[Stored data]
--------------------------------------------------

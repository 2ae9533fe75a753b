//! Common test utilities and fixtures
//!
//! This module provides shared test infrastructure

#![allow(dead_code)]

use std::path::PathBuf;
use std::time::Duration;

use cardforge::backend::MockBackend;
use cardforge::types::ImageAsset;

/// Get the path to the test fixtures directory
pub fn fixtures_dir() -> PathBuf {
    PathBuf::from(env!("CARGO_MANIFEST_DIR"))
        .join("tests")
        .join("fixtures")
}

/// Get a path to a specific fixture file
pub fn fixture_path(name: &str) -> PathBuf {
    fixtures_dir().join(name)
}

pub fn valid_config_fixture() -> PathBuf {
    fixture_path("valid_config.toml")
}

pub fn invalid_config_fixture() -> PathBuf {
    fixture_path("invalid_config.toml")
}

pub fn duplicate_personas_fixture() -> PathBuf {
    fixture_path("duplicate_personas.toml")
}

// ─────────────────────────────────────────────────────────────────
// Scripted model replies
// ─────────────────────────────────────────────────────────────────

/// Vision reply for the toy robot scenario
pub const ROBOT_FEATURES: &str = r#"{
  "objectType": "toy robot",
  "colors": ["red", "blue"],
  "shapes": ["humanoid"],
  "materials": ["plastic"],
  "detailedDescription": "a small articulated robot figure"
}"#;

pub const NAME_REPLY: &str =
    r#"{"result": {"name": "Crimson Guardian"}, "message": "I name thee Crimson Guardian!"}"#;
pub const FLAVOR_REPLY: &str = r#"{"result": {"flavorText": "It kept watch over the toybox long after the lights went out."}, "message": "A quiet sentinel, this one."}"#;
pub const ATTRIBUTE_REPLY: &str =
    r#"{"result": {"attribute": "Fire"}, "message": "That red shell burns bright. Fire!"}"#;
/// An attribute other than the fallback, so a real contribution is visible
pub const WATER_ATTRIBUTE_REPLY: &str =
    r#"{"result": {"attribute": "Water"}, "message": "Blue joints, cool head. Water."}"#;
pub const COLOR_RARITY_REPLY: &str =
    r#"{"result": {"color": "red", "rarity": "Rare"}, "message": "Red, and rare at that."}"#;

/// Prompt markers that select one persona's generation call
pub const NAME_MARKER: &str = "Responsibility: name";
pub const FLAVOR_MARKER: &str = "Responsibility: flavor";
pub const ATTRIBUTE_MARKER: &str = "Responsibility: attribute";
pub const COLOR_RARITY_MARKER: &str = "Responsibility: color-rarity";

/// A mock where vision and all four personas succeed
pub fn robot_mock() -> MockBackend {
    MockBackend::new()
        .with_vision_response(ROBOT_FEATURES)
        .respond_when(NAME_MARKER, NAME_REPLY)
        .respond_when(FLAVOR_MARKER, FLAVOR_REPLY)
        .respond_when(ATTRIBUTE_MARKER, ATTRIBUTE_REPLY)
        .respond_when(COLOR_RARITY_MARKER, COLOR_RARITY_REPLY)
}

/// A mock whose personas complete after the given delays (ms), in
/// name, flavor, attribute, color-rarity order
pub fn robot_mock_with_delays(delays: [u64; 4]) -> MockBackend {
    MockBackend::new()
        .with_vision_response(ROBOT_FEATURES)
        .respond_after(NAME_MARKER, Duration::from_millis(delays[0]), NAME_REPLY)
        .respond_after(FLAVOR_MARKER, Duration::from_millis(delays[1]), FLAVOR_REPLY)
        .respond_after(ATTRIBUTE_MARKER, Duration::from_millis(delays[2]), ATTRIBUTE_REPLY)
        .respond_after(
            COLOR_RARITY_MARKER,
            Duration::from_millis(delays[3]),
            COLOR_RARITY_REPLY,
        )
}

/// A small in-memory "photo"
pub fn robot_image() -> ImageAsset {
    ImageAsset::new(
        "robot.png",
        "image/png",
        vec![0x89, b'P', b'N', b'G', 0x0d, 0x0a, 0x1a, 0x0a],
    )
}
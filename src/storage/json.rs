//! JSON file backed collection.

use std::fs;
use std::path::{Path, PathBuf};

use parking_lot::Mutex;
use tracing::{debug, info};
use uuid::Uuid;

use crate::error::{Error, Result};
use crate::types::CardRecord;

use super::CardStore;

/// Collection stored as a single pretty-printed JSON array.
///
/// Writes go to a sibling temp file that is renamed into place.
pub struct JsonCollectionStore {
    path: PathBuf,
    max_cards: usize,
    lock: Mutex<()>,
}

impl JsonCollectionStore {
    pub fn new(path: impl Into<PathBuf>, max_cards: usize) -> Self {
        Self {
            path: path.into(),
            max_cards: max_cards.max(1),
            lock: Mutex::new(()),
        }
    }

    pub fn path(&self) -> &Path {
        &self.path
    }

    pub fn max_cards(&self) -> usize {
        self.max_cards
    }

    fn read(&self) -> Result<Vec<CardRecord>> {
        if !self.path.exists() {
            return Ok(Vec::new());
        }

        let data = fs::read_to_string(&self.path).map_err(|e| Error::IoRead {
            path: self.path.clone(),
            source: e,
        })?;
        if data.trim().is_empty() {
            return Ok(Vec::new());
        }

        serde_json::from_str(&data).map_err(|e| Error::Storage {
            path: self.path.clone(),
            message: format!("collection is not valid JSON: {}", e),
        })
    }

    fn write(&self, cards: &[CardRecord]) -> Result<()> {
        if let Some(dir) = self.path.parent().filter(|d| !d.as_os_str().is_empty()) {
            fs::create_dir_all(dir).map_err(|e| Error::IoWrite {
                path: dir.to_path_buf(),
                source: e,
            })?;
        }

        let data = serde_json::to_string_pretty(cards)?;
        let tmp = self.path.with_extension("json.tmp");
        fs::write(&tmp, data).map_err(|e| Error::IoWrite {
            path: tmp.clone(),
            source: e,
        })?;
        fs::rename(&tmp, &self.path).map_err(|e| Error::IoWrite {
            path: self.path.clone(),
            source: e,
        })
    }
}

fn newest_first(cards: &mut [CardRecord]) {
    cards.sort_by(|a, b| b.created_at.cmp(&a.created_at));
}

impl CardStore for JsonCollectionStore {
    fn save(&self, card: &CardRecord) -> Result<()> {
        let _guard = self.lock.lock();

        let mut cards = self.read()?;
        cards.retain(|c| c.id != card.id);
        cards.push(card.clone());
        newest_first(&mut cards);

        if cards.len() > self.max_cards {
            let evicted = cards.len() - self.max_cards;
            cards.truncate(self.max_cards);
            debug!(evicted, max_cards = self.max_cards, "Evicted oldest cards");
        }

        self.write(&cards)?;
        info!(card = %card.id, name = %card.name, total = cards.len(), "Card saved");
        Ok(())
    }

    fn load_all(&self) -> Result<Vec<CardRecord>> {
        let _guard = self.lock.lock();
        let mut cards = self.read()?;
        newest_first(&mut cards);
        Ok(cards)
    }

    fn get(&self, id: Uuid) -> Result<Option<CardRecord>> {
        let _guard = self.lock.lock();
        Ok(self.read()?.into_iter().find(|c| c.id == id))
    }

    fn delete(&self, id: Uuid) -> Result<bool> {
        let _guard = self.lock.lock();

        let mut cards = self.read()?;
        let before = cards.len();
        cards.retain(|c| c.id != id);
        if cards.len() == before {
            return Ok(false);
        }

        self.write(&cards)?;
        info!(card = %id, "Card deleted");
        Ok(true)
    }
}
//! Responsibilities and the partial results each persona contributes.

use std::collections::BTreeMap;
use std::fmt;
use std::str::FromStr;

use serde::{Deserialize, Serialize};

use super::card::{Attribute, Rarity};

// ─────────────────────────────────────────────────────────────────
// Responsibility
// ─────────────────────────────────────────────────────────────────

/// The four mutually exclusive parts of a card a persona can decide.
#[derive(Debug, Clone, Copy, PartialEq, Eq, PartialOrd, Ord, Hash, Serialize, Deserialize)]
#[serde(rename_all = "kebab-case")]
pub enum Responsibility {
    /// Card name
    Name,
    /// Flavor text
    Flavor,
    /// Elemental attribute
    Attribute,
    /// Signature color and rarity tier
    ColorRarity,
}

impl Responsibility {
    /// Slug used in persona files, logs and JSON.
    pub fn slug(&self) -> &'static str {
        match self {
            Responsibility::Name => "name",
            Responsibility::Flavor => "flavor",
            Responsibility::Attribute => "attribute",
            Responsibility::ColorRarity => "color-rarity",
        }
    }

    /// All responsibilities in card order.
    pub fn all() -> &'static [Responsibility] {
        &[
            Responsibility::Name,
            Responsibility::Flavor,
            Responsibility::Attribute,
            Responsibility::ColorRarity,
        ]
    }
}

impl fmt::Display for Responsibility {
    fn fmt(&self, f: &mut fmt::Formatter<'_>) -> fmt::Result {
        f.write_str(self.slug())
    }
}

impl FromStr for Responsibility {
    type Err = String;

    fn from_str(s: &str) -> Result<Self, Self::Err> {
        match s {
            "name" => Ok(Responsibility::Name),
            "flavor" => Ok(Responsibility::Flavor),
            "attribute" => Ok(Responsibility::Attribute),
            "color-rarity" => Ok(Responsibility::ColorRarity),
            _ => Err(format!(
                "Unknown responsibility '{}'. Valid: name, flavor, attribute, color-rarity",
                s
            )),
        }
    }
}

// ─────────────────────────────────────────────────────────────────
// Contributions
// ─────────────────────────────────────────────────────────────────

/// The card fields a single responsibility decides.
#[derive(Debug, Clone, PartialEq, Eq, Serialize, Deserialize)]
#[serde(tag = "responsibility", rename_all = "kebab-case")]
pub enum Contribution {
    Name {
        name: String,
    },
    Flavor {
        #[serde(rename = "flavorText")]
        flavor_text: String,
    },
    Attribute {
        attribute: Attribute,
    },
    ColorRarity {
        color: String,
        rarity: Rarity,
    },
}

impl Contribution {
    pub fn responsibility(&self) -> Responsibility {
        match self {
            Contribution::Name { .. } => Responsibility::Name,
            Contribution::Flavor { .. } => Responsibility::Flavor,
            Contribution::Attribute { .. } => Responsibility::Attribute,
            Contribution::ColorRarity { .. } => Responsibility::ColorRarity,
        }
    }
}

/// One persona's successful output: its decision plus what it said.
#[derive(Debug, Clone, PartialEq, Eq, Serialize, Deserialize)]
pub struct PartialContribution {
    #[serde(flatten)]
    pub contribution: Contribution,

    /// Persona-voiced remark that becomes a discussion entry
    pub utterance: String,
}

impl PartialContribution {
    pub fn new(contribution: Contribution, utterance: impl Into<String>) -> Self {
        Self {
            contribution,
            utterance: utterance.into(),
        }
    }

    pub fn responsibility(&self) -> Responsibility {
        self.contribution.responsibility()
    }
}

// ─────────────────────────────────────────────────────────────────
// Contribution Map
// ─────────────────────────────────────────────────────────────────

/// Settled outcome of a discussion, keyed by responsibility.
///
/// `None` marks a responsibility whose persona failed. A well-formed map has
/// exactly the four known keys; the integrator rejects anything else.
#[derive(Debug, Clone, Default, PartialEq, Eq, Serialize, Deserialize)]
#[serde(transparent)]
pub struct ContributionMap(BTreeMap<Responsibility, Option<PartialContribution>>);

impl ContributionMap {
    /// A map with every responsibility present and unsettled.
    pub fn unsettled() -> Self {
        Self(Responsibility::all().iter().map(|r| (*r, None)).collect())
    }

    /// Build from raw entries without checking the shape.
    pub fn from_entries(
        entries: impl IntoIterator<Item = (Responsibility, Option<PartialContribution>)>,
    ) -> Self {
        Self(entries.into_iter().collect())
    }

    /// Record the outcome for one responsibility.
    pub fn settle(&mut self, responsibility: Responsibility, outcome: Option<PartialContribution>) {
        self.0.insert(responsibility, outcome);
    }

    /// The successful contribution for a responsibility, if any.
    pub fn get(&self, responsibility: Responsibility) -> Option<&PartialContribution> {
        self.0.get(&responsibility).and_then(Option::as_ref)
    }

    pub fn contains_key(&self, responsibility: Responsibility) -> bool {
        self.0.contains_key(&responsibility)
    }

    pub fn len(&self) -> usize {
        self.0.len()
    }

    pub fn is_empty(&self) -> bool {
        self.0.is_empty()
    }

    pub fn iter(&self) -> impl Iterator<Item = (Responsibility, Option<&PartialContribution>)> {
        self.0.iter().map(|(r, c)| (*r, c.as_ref()))
    }

    /// Responsibilities that have no contribution.
    pub fn failed(&self) -> Vec<Responsibility> {
        self.0
            .iter()
            .filter(|(_, c)| c.is_none())
            .map(|(r, _)| *r)
            .collect()
    }

    pub fn success_count(&self) -> usize {
        self.0.values().filter(|c| c.is_some()).count()
    }
}

#[cfg(test)]
mod tests {
    use super::*;

    #[test]
    fn test_responsibility_from_str() {
        assert_eq!("name".parse::<Responsibility>().unwrap(), Responsibility::Name);
        assert_eq!("flavor".parse::<Responsibility>().unwrap(), Responsibility::Flavor);
        assert_eq!(
            "color-rarity".parse::<Responsibility>().unwrap(),
            Responsibility::ColorRarity
        );
        assert!("effect".parse::<Responsibility>().is_err());
        assert!("Flavor".parse::<Responsibility>().is_err());
        assert!("colour-rarity".parse::<Responsibility>().is_err());
    }

    #[test]
    fn test_responsibility_serde() {
        let json = serde_json::to_string(&Responsibility::ColorRarity).unwrap();
        assert_eq!(json, "\"color-rarity\"");
    }

    #[test]
    fn test_partial_contribution_wire_shape() {
        let c = PartialContribution::new(
            Contribution::ColorRarity {
                color: "red".into(),
                rarity: Rarity::Rare,
            },
            "A rare find!",
        );
        let json = serde_json::to_value(&c).unwrap();
        assert_eq!(json["responsibility"], "color-rarity");
        assert_eq!(json["rarity"], "Rare");
        assert_eq!(json["utterance"], "A rare find!");

        let back: PartialContribution = serde_json::from_value(json).unwrap();
        assert_eq!(back, c);
    }

    #[test]
    fn test_unsettled_map_has_all_keys() {
        let map = ContributionMap::unsettled();
        assert_eq!(map.len(), 4);
        assert_eq!(map.failed().len(), 4);
        assert_eq!(map.success_count(), 0);
    }

    #[test]
    fn test_settle_replaces_outcome() {
        let mut map = ContributionMap::unsettled();
        map.settle(
            Responsibility::Name,
            Some(PartialContribution::new(
                Contribution::Name { name: "Crimson Guardian".into() },
                "Behold.",
            )),
        );
        assert_eq!(map.success_count(), 1);
        assert!(map.get(Responsibility::Name).is_some());
        assert!(map.get(Responsibility::Flavor).is_none());
        assert!(!map.failed().contains(&Responsibility::Name));
    }
}
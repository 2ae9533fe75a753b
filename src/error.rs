//! Error types for CardForge
//!
//! Provides structured error handling with:
//! - Numeric error codes for machine parsing
//! - User-friendly messages with suggestions
//! - Retryable / fatal classification
//! - Exit codes for CLI

use std::fmt;
use std::path::PathBuf;

use thiserror::Error;

use crate::types::Responsibility;

/// Result type alias for CardForge operations
pub type Result<T> = std::result::Result<T, Error>;

/// Numeric error codes for machine parsing and documentation
#[derive(Debug, Clone, Copy, PartialEq, Eq)]
#[repr(u16)]
pub enum ErrorCode {
    // Configuration errors (1xx)
    ConfigNotFound = 100,
    ConfigParseError = 101,
    ConfigValidation = 102,

    // IO errors (2xx)
    IoRead = 200,
    IoWrite = 201,
    IoNotFound = 203,
    ImageLoad = 210,
    Serialization = 220,

    // Model transport errors (3xx)
    ModelRequest = 300,
    ModelUnavailable = 301,

    // Vision errors (4xx)
    VisionFailure = 400,

    // Persona configuration errors (5xx)
    PersonaConfig = 500,

    // Generation errors (6xx)
    GenerationFailure = 600,

    // Integration errors (7xx)
    Integration = 700,

    // Storage errors (8xx)
    Storage = 800,

    // Internal errors (9xx)
    InternalError = 900,
}

impl ErrorCode {
    /// Get the string code (e.g., "E100")
    pub fn as_str(&self) -> String {
        format!("E{}", *self as u16)
    }

    /// Get the exit code for CLI (maps to 1-125 range)
    pub fn exit_code(&self) -> i32 {
        match *self as u16 {
            100..=199 => 10,
            200..=299 => 20,
            300..=399 => 30,
            400..=499 => 40,
            500..=599 => 50,
            600..=699 => 60,
            700..=799 => 70,
            800..=899 => 80,
            900..=999 => 90,
            _ => 1,
        }
    }
}

impl fmt::Display for ErrorCode {
    fn fmt(&self, f: &mut fmt::Formatter<'_>) -> fmt::Result {
        write!(f, "{}", self.as_str())
    }
}

/// Main error type
#[derive(Error, Debug)]
pub enum Error {
    // ─────────────────────────────────────────────────────────────
    // Configuration Errors
    // ─────────────────────────────────────────────────────────────

    /// Configuration file not found
    #[error("Configuration file not found: {path}")]
    ConfigNotFound { path: PathBuf },

    /// Configuration parse error
    #[error("Failed to parse configuration: {message}")]
    ConfigParse {
        message: String,
        #[source]
        source: Option<toml::de::Error>,
    },

    /// Configuration validation error
    #[error("Configuration validation failed: {message}")]
    ConfigValidation { message: String, field: Option<String> },

    /// Generic configuration error
    #[error("Configuration error: {0}")]
    Config(String),

    // ─────────────────────────────────────────────────────────────
    // IO Errors
    // ─────────────────────────────────────────────────────────────

    #[error("Failed to read file: {path}")]
    IoRead {
        path: PathBuf,
        #[source]
        source: std::io::Error,
    },

    #[error("Failed to write file: {path}")]
    IoWrite {
        path: PathBuf,
        #[source]
        source: std::io::Error,
    },

    #[error("IO error: {0}")]
    Io(#[from] std::io::Error),

    /// Image could not be read or is not a supported format
    #[error("Cannot use image {path}: {message}")]
    ImageLoad { path: PathBuf, message: String },

    #[error("JSON error: {0}")]
    Json(#[from] serde_json::Error),

    #[error("TOML serialization error: {0}")]
    Toml(#[from] toml::ser::Error),

    // ─────────────────────────────────────────────────────────────
    // Model Transport Errors
    // ─────────────────────────────────────────────────────────────

    /// A call to the model endpoint failed
    #[error("Model request failed: {message}")]
    ModelRequest { message: String, retryable: bool },

    // ─────────────────────────────────────────────────────────────
    // Pipeline Errors
    // ─────────────────────────────────────────────────────────────

    /// Feature extraction failed; the whole attempt is aborted
    #[error("Feature extraction failed: {message}")]
    VisionFailure { message: String, retryable: bool },

    /// The persona set violates its invariant
    #[error("Invalid persona configuration: {message}")]
    PersonaConfig {
        message: String,
        persona: Option<String>,
    },

    /// One persona's generation or parse failed
    #[error("Generation failed for {persona_id} ({responsibility}): {message}")]
    GenerationFailure {
        responsibility: Responsibility,
        persona_id: String,
        message: String,
    },

    /// Structurally invalid input to the merge step
    #[error("Card integration failed: {message}")]
    Integration { message: String },

    // ─────────────────────────────────────────────────────────────
    // Storage Errors
    // ─────────────────────────────────────────────────────────────

    #[error("Collection storage error at {path}: {message}")]
    Storage { path: PathBuf, message: String },

    // ─────────────────────────────────────────────────────────────
    // Internal Errors
    // ─────────────────────────────────────────────────────────────

    #[error("Internal error: {0}")]
    Internal(String),
}

impl Error {
    // ─────────────────────────────────────────────────────────────
    // Error Classification
    // ─────────────────────────────────────────────────────────────

    /// Get the numeric error code
    pub fn code(&self) -> ErrorCode {
        match self {
            Error::ConfigNotFound { .. } => ErrorCode::ConfigNotFound,
            Error::ConfigParse { .. } => ErrorCode::ConfigParseError,
            Error::ConfigValidation { .. } => ErrorCode::ConfigValidation,
            Error::Config(_) => ErrorCode::ConfigValidation,

            Error::IoRead { .. } => ErrorCode::IoRead,
            Error::IoWrite { .. } => ErrorCode::IoWrite,
            Error::Io(e) => match e.kind() {
                std::io::ErrorKind::NotFound => ErrorCode::IoNotFound,
                _ => ErrorCode::IoRead,
            },
            Error::ImageLoad { .. } => ErrorCode::ImageLoad,
            Error::Json(_) | Error::Toml(_) => ErrorCode::Serialization,

            Error::ModelRequest { retryable: true, .. } => ErrorCode::ModelUnavailable,
            Error::ModelRequest { .. } => ErrorCode::ModelRequest,

            Error::VisionFailure { .. } => ErrorCode::VisionFailure,
            Error::PersonaConfig { .. } => ErrorCode::PersonaConfig,
            Error::GenerationFailure { .. } => ErrorCode::GenerationFailure,
            Error::Integration { .. } => ErrorCode::Integration,

            Error::Storage { .. } => ErrorCode::Storage,
            Error::Internal(_) => ErrorCode::InternalError,
        }
    }

    /// Check if the error is retryable by the caller
    pub fn is_retryable(&self) -> bool {
        match self {
            Error::ModelRequest { retryable, .. } | Error::VisionFailure { retryable, .. } => {
                *retryable
            }
            Error::Io(_) | Error::IoRead { .. } | Error::IoWrite { .. } => true,
            _ => false,
        }
    }

    /// Check if the error prevents any card generation from starting
    pub fn is_fatal(&self) -> bool {
        matches!(
            self,
            Error::ConfigNotFound { .. }
                | Error::ConfigParse { .. }
                | Error::ConfigValidation { .. }
                | Error::Config(_)
                | Error::PersonaConfig { .. }
                | Error::Internal(_)
        )
    }

    /// Get the exit code for CLI
    pub fn exit_code(&self) -> i32 {
        self.code().exit_code()
    }

    // ─────────────────────────────────────────────────────────────
    // User-Friendly Messages
    // ─────────────────────────────────────────────────────────────

    /// Get a user-friendly suggestion for how to fix this error
    pub fn suggestion(&self) -> Option<&'static str> {
        match self {
            Error::ConfigNotFound { .. } => Some(
                "Run 'cardforge config init' to create a default configuration file."
            ),
            Error::ConfigParse { .. } => Some(
                "Check your configuration file syntax. Run 'cardforge config validate' to see details."
            ),
            Error::ConfigValidation { .. } | Error::Config(_) => Some(
                "Review the configuration file and fix the invalid values."
            ),
            Error::ImageLoad { .. } => Some(
                "Use a PNG, JPEG, WebP or GIF photo of a single object."
            ),
            Error::ModelRequest { retryable: true, .. } => Some(
                "The model endpoint is busy or unreachable. Try again in a moment."
            ),
            Error::ModelRequest { .. } => Some(
                "Check [model].base_url and [model].api_key in your configuration."
            ),
            Error::VisionFailure { .. } => Some(
                "The object could not be recognised. Upload a clearer photo and try again."
            ),
            Error::PersonaConfig { .. } => Some(
                "A persona file must define exactly four personas covering name, flavor, attribute and color-rarity. Run 'cardforge personas validate'."
            ),
            Error::Storage { .. } => Some(
                "The collection file may be corrupted. Move it aside to start a fresh collection."
            ),
            _ => None,
        }
    }

    /// Format the error for terminal display with colors
    pub fn format_for_terminal(&self) -> String {
        let mut output = format!("\x1b[31mError [{}]\x1b[0m: {}\n", self.code().as_str(), self);

        if let Some(hint) = self.suggestion() {
            output.push_str(&format!("\n\x1b[33mHint\x1b[0m: {}\n", hint));
        }

        output
    }

    /// Format the error for logging (no colors)
    pub fn format_for_log(&self) -> String {
        format!("[{}] {}", self.code().as_str(), self)
    }
}

// ─────────────────────────────────────────────────────────────────
// Error Constructors
// ─────────────────────────────────────────────────────────────────

impl Error {
    pub fn config_field_invalid(field: impl Into<String>, message: impl Into<String>) -> Self {
        Error::ConfigValidation {
            message: message.into(),
            field: Some(field.into()),
        }
    }

    pub fn persona_config(message: impl Into<String>) -> Self {
        Error::PersonaConfig {
            message: message.into(),
            persona: None,
        }
    }

    pub fn persona_invalid(persona: impl Into<String>, message: impl Into<String>) -> Self {
        Error::PersonaConfig {
            message: message.into(),
            persona: Some(persona.into()),
        }
    }

    pub fn vision(message: impl Into<String>) -> Self {
        Error::VisionFailure {
            message: message.into(),
            retryable: false,
        }
    }

    pub fn integration(message: impl Into<String>) -> Self {
        Error::Integration {
            message: message.into(),
        }
    }

    pub fn model_request(message: impl Into<String>, retryable: bool) -> Self {
        Error::ModelRequest {
            message: message.into(),
            retryable,
        }
    }
}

--------------------------------------------------

== About this task ==
Where the line with "pub const ROBOT_FEATURES: &str" ends, your copy should end too; please return exactly the lines from the first line of the data through it.

== Response to the exercise ==
repository 2ae9533fe75a753b
//! Common test utilities and fixtures
//!
//! This module provides shared test infrastructure

#![allow(dead_code)]

use std::path::PathBuf;
use std::time::Duration;

use cardforge::backend::MockBackend;
use cardforge::types::ImageAsset;

/// Get the path to the test fixtures directory
pub fn fixtures_dir() -> PathBuf {
    PathBuf::from(env!("CARGO_MANIFEST_DIR"))
        .join("tests")
        .join("fixtures")
}

/// Get a path to a specific fixture file
pub fn fixture_path(name: &str) -> PathBuf {
    fixtures_dir().join(name)
}

pub fn valid_config_fixture() -> PathBuf {
    fixture_path("valid_config.toml")
}

pub fn invalid_config_fixture() -> PathBuf {
    fixture_path("invalid_config.toml")
}

pub fn duplicate_personas_fixture() -> PathBuf {
    fixture_path("duplicate_personas.toml")
}

// ─────────────────────────────────────────────────────────────────
// Scripted model replies
// ─────────────────────────────────────────────────────────────────

/// Vision reply for the toy robot scenario
pub const ROBOT_FEATURES: &str = r#"{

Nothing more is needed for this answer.